→ **TASK TO CARRY OUT**
Go through the lines below and copy any that hold the string "name".

→ **Stored entries**

· · · · ·

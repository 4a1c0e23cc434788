//! Pipeline runner: chains prediction stages, each feeding the next.
//!
//! # Pipeline flow
//!
//! ```text
//! normalized input
//!   └─▶ stage 1 (summarize)  → joined summary_text        [elapsed from upstream]
//!         └─▶ stage 2 (translate, optional) on the summary [elapsed from upstream]
//!               └─▶ PipelineOutput
//! ```
//!
//! Stages run strictly in order; the first failure aborts the run and is
//! returned unchanged.

use std::sync::Arc;

use crate::predict::{PredictionError, Predictor};

use super::stage::{Stage, StageOutput};

// ---------------------------------------------------------------------------
// PipelineOutput
// ---------------------------------------------------------------------------

/// Result bundle of a fully successful run: one entry per stage, in order.
#[derive(Debug, Clone, PartialEq, Default)]
pub struct PipelineOutput {
    pub stages: Vec<StageOutput>,
}

impl PipelineOutput {
    /// `計算時間: 要約0.50秒、翻訳1.20秒`
    pub fn timing_report(&self) -> String {
        let parts: Vec<String> = self
            .stages
            .iter()
            .map(|s| format!("{}{:.2}秒", s.label, s.elapsed_secs))
            .collect();
        format!("計算時間: {}", parts.join("、"))
    }
}

// ---------------------------------------------------------------------------
// PipelineRunner
// ---------------------------------------------------------------------------

/// Runs an ordered list of [`Stage`]s against one [`Predictor`].
///
/// ```rust,no_run
/// use std::sync::Arc;
/// use summary_feedback::config::PredictionConfig;
/// use summary_feedback::pipeline::PipelineRunner;
/// use summary_feedback::predict::DataRobotClient;
///
/// # async fn example() {
/// let client = Arc::new(DataRobotClient::from_config(&PredictionConfig::default()));
/// let runner = PipelineRunner::summarize_and_translate(client, "smry-id", "trans-id");
///
/// let output = runner.run("Some long English text.").await.unwrap();
/// for stage in &output.stages {
///     println!("{}: {}", stage.label, stage.text);
/// }
/// println!("{}", output.timing_report());
/// # }
/// ```
pub struct PipelineRunner {
    predictor: Arc<dyn Predictor>,
    stages: Vec<Stage>,
}

impl PipelineRunner {
    pub fn new(predictor: Arc<dyn Predictor>, stages: Vec<Stage>) -> Self {
        Self { predictor, stages }
    }

    /// Single-stage runner: `run` yields the summary only.
    pub fn summarize(predictor: Arc<dyn Predictor>, deployment_id: &str) -> Self {
        Self::new(predictor, vec![Stage::summarize(deployment_id)])
    }

    /// Two-stage runner: summarize, then translate the summary.
    pub fn summarize_and_translate(
        predictor: Arc<dyn Predictor>,
        summarize_id: &str,
        translate_id: &str,
    ) -> Self {
        Self::new(
            predictor,
            vec![Stage::summarize(summarize_id), Stage::translate(translate_id)],
        )
    }

    pub fn stages(&self) -> &[Stage] {
        &self.stages
    }

    /// Run every stage in order.  Stage n+1 receives stage n's joined text.
    pub async fn run(&self, text: &str) -> Result<PipelineOutput, PredictionError> {
        let mut outputs = Vec::with_capacity(self.stages.len());
        let mut input = text.to_string();

        for stage in &self.stages {
            log::debug!("pipeline: stage `{}` → {}", stage.name, stage.deployment_id);

            let parsed = self
                .predictor
                .predict(&input, &stage.deployment_id)
                .await
                .inspect_err(|e| log::warn!("pipeline: stage `{}` failed: {e}", stage.name))?;
            let text = stage.extract(&parsed)?;

            outputs.push(StageOutput {
                name: stage.name.clone(),
                label: stage.label.clone(),
                column: stage.column.clone(),
                text: text.clone(),
                elapsed_secs: parsed.model_run_time_seconds,
            });
            input = text;
        }

        Ok(PipelineOutput { stages: outputs })
    }
}

// ---------------------------------------------------------------------------
// Tests
// ---------------------------------------------------------------------------

#[cfg(test)]
mod tests {
    use super::*;
    use crate::predict::ScriptedPredictor;

    const SUMMARY_JSON: &str =
        r#"{"prediction":[{"summary_text":"Hello."}],"model_run_time_seconds":0.5}"#;

    fn text<'a>(output: &'a PipelineOutput, name: &str) -> Option<&'a str> {
        output
            .stages
            .iter()
            .find(|s| s.name == name)
            .map(|s| s.text.as_str())
    }

    const TRANSLATION_JSON: &str =
        r#"{"prediction":[{"translation_text":"こんにちは。"}],"model_run_time_seconds":1.25}"#;

    #[tokio::test]
    async fn summarize_scenario() {
        let predictor = Arc::new(ScriptedPredictor::new().ok("smry", SUMMARY_JSON));
        let runner = PipelineRunner::summarize(predictor, "smry");

        let output = runner.run("Hello world.").await.unwrap();

        assert_eq!(text(&output, "summary"), Some("Hello."));
        assert_eq!(text(&output, "translation"), None);
        assert!((output.stages[0].elapsed_secs - 0.5).abs() < f64::EPSILON);
    }

    #[tokio::test]
    async fn translate_receives_summary_not_source() {
        let predictor = Arc::new(
            ScriptedPredictor::new()
                .ok("smry", r#"{"prediction":[{"summary_text":"S"}],"model_run_time_seconds":0.1}"#)
                .ok("trans", TRANSLATION_JSON),
        );
        let shared: Arc<dyn Predictor> = Arc::clone(&predictor) as Arc<dyn Predictor>;
        let runner = PipelineRunner::summarize_and_translate(shared, "smry", "trans");

        runner.run("the original long text").await.unwrap();

        let calls = predictor.calls();
        assert_eq!(
            calls,
            vec![
                ("smry".to_string(), "the original long text".to_string()),
                ("trans".to_string(), "S".to_string()),
            ]
        );
    }

    #[tokio::test]
    async fn two_stage_output_carries_both_timings() {
        let predictor = Arc::new(
            ScriptedPredictor::new()
                .ok("smry", SUMMARY_JSON)
                .ok("trans", TRANSLATION_JSON),
        );
        let runner = PipelineRunner::summarize_and_translate(predictor, "smry", "trans");

        let output = runner.run("Hello world.").await.unwrap();

        assert_eq!(text(&output, "summary"), Some("Hello."));
        assert_eq!(text(&output, "translation"), Some("こんにちは。"));
        assert_eq!(output.stages.last().map(|s| s.text.as_str()), Some("こんにちは。"));
        assert_eq!(output.timing_report(), "計算時間: 要約0.50秒、翻訳1.25秒");
    }

    #[tokio::test]
    async fn multi_segment_summary_is_joined_before_chaining() {
        let predictor = Arc::new(
            ScriptedPredictor::new()
                .ok(
                    "smry",
                    r#"{"prediction":[{"summary_text":"A"},{"summary_text":"B"}],"model_run_time_seconds":0}"#,
                )
                .ok("trans", TRANSLATION_JSON),
        );
        let shared: Arc<dyn Predictor> = Arc::clone(&predictor) as Arc<dyn Predictor>;
        let runner = PipelineRunner::summarize_and_translate(shared, "smry", "trans");

        let output = runner.run("x").await.unwrap();

        assert_eq!(text(&output, "summary"), Some("A\nB"));
        assert_eq!(predictor.calls()[1].1, "A\nB");
    }

    #[tokio::test]
    async fn first_stage_failure_skips_second_stage() {
        let err = PredictionError::UpstreamError {
            status_code: 500,
            body: "boom".into(),
        };
        let predictor = Arc::new(
            ScriptedPredictor::new()
                .err("smry", err.clone())
                .ok("trans", TRANSLATION_JSON),
        );
        let shared: Arc<dyn Predictor> = Arc::clone(&predictor) as Arc<dyn Predictor>;
        let runner = PipelineRunner::summarize_and_translate(shared, "smry", "trans");

        assert_eq!(runner.run("x").await, Err(err));
        assert_eq!(predictor.calls().len(), 1);
    }

    #[tokio::test]
    async fn second_stage_failure_propagates_unchanged() {
        let predictor = Arc::new(
            ScriptedPredictor::new()
                .ok("smry", SUMMARY_JSON)
                .err("trans", PredictionError::Timeout),
        );
        let runner = PipelineRunner::summarize_and_translate(predictor, "smry", "trans");

        assert_eq!(runner.run("x").await, Err(PredictionError::Timeout));
    }

    #[tokio::test]
    async fn wrong_field_is_malformed() {
        // Summarize deployment answering with translation_text.
        let predictor = Arc::new(ScriptedPredictor::new().ok("smry", TRANSLATION_JSON));
        let runner = PipelineRunner::summarize(predictor, "smry");

        assert!(matches!(
            runner.run("x").await,
            Err(PredictionError::MalformedResponse(_))
        ));
    }
}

· · · · ·

→ **YOUR SOLUTION**
            log::debug!("pipeline: stage `{}` → {}", stage.name, stage.deployment_id);
                .inspect_err(|e| log::warn!("pipeline: stage `{}` failed: {e}", stage.name))?;
                name: stage.name.clone(),
    fn text<'a>(output: &'a PipelineOutput, name: &str) -> Option<&'a str> {
            .find(|s| s.name == name)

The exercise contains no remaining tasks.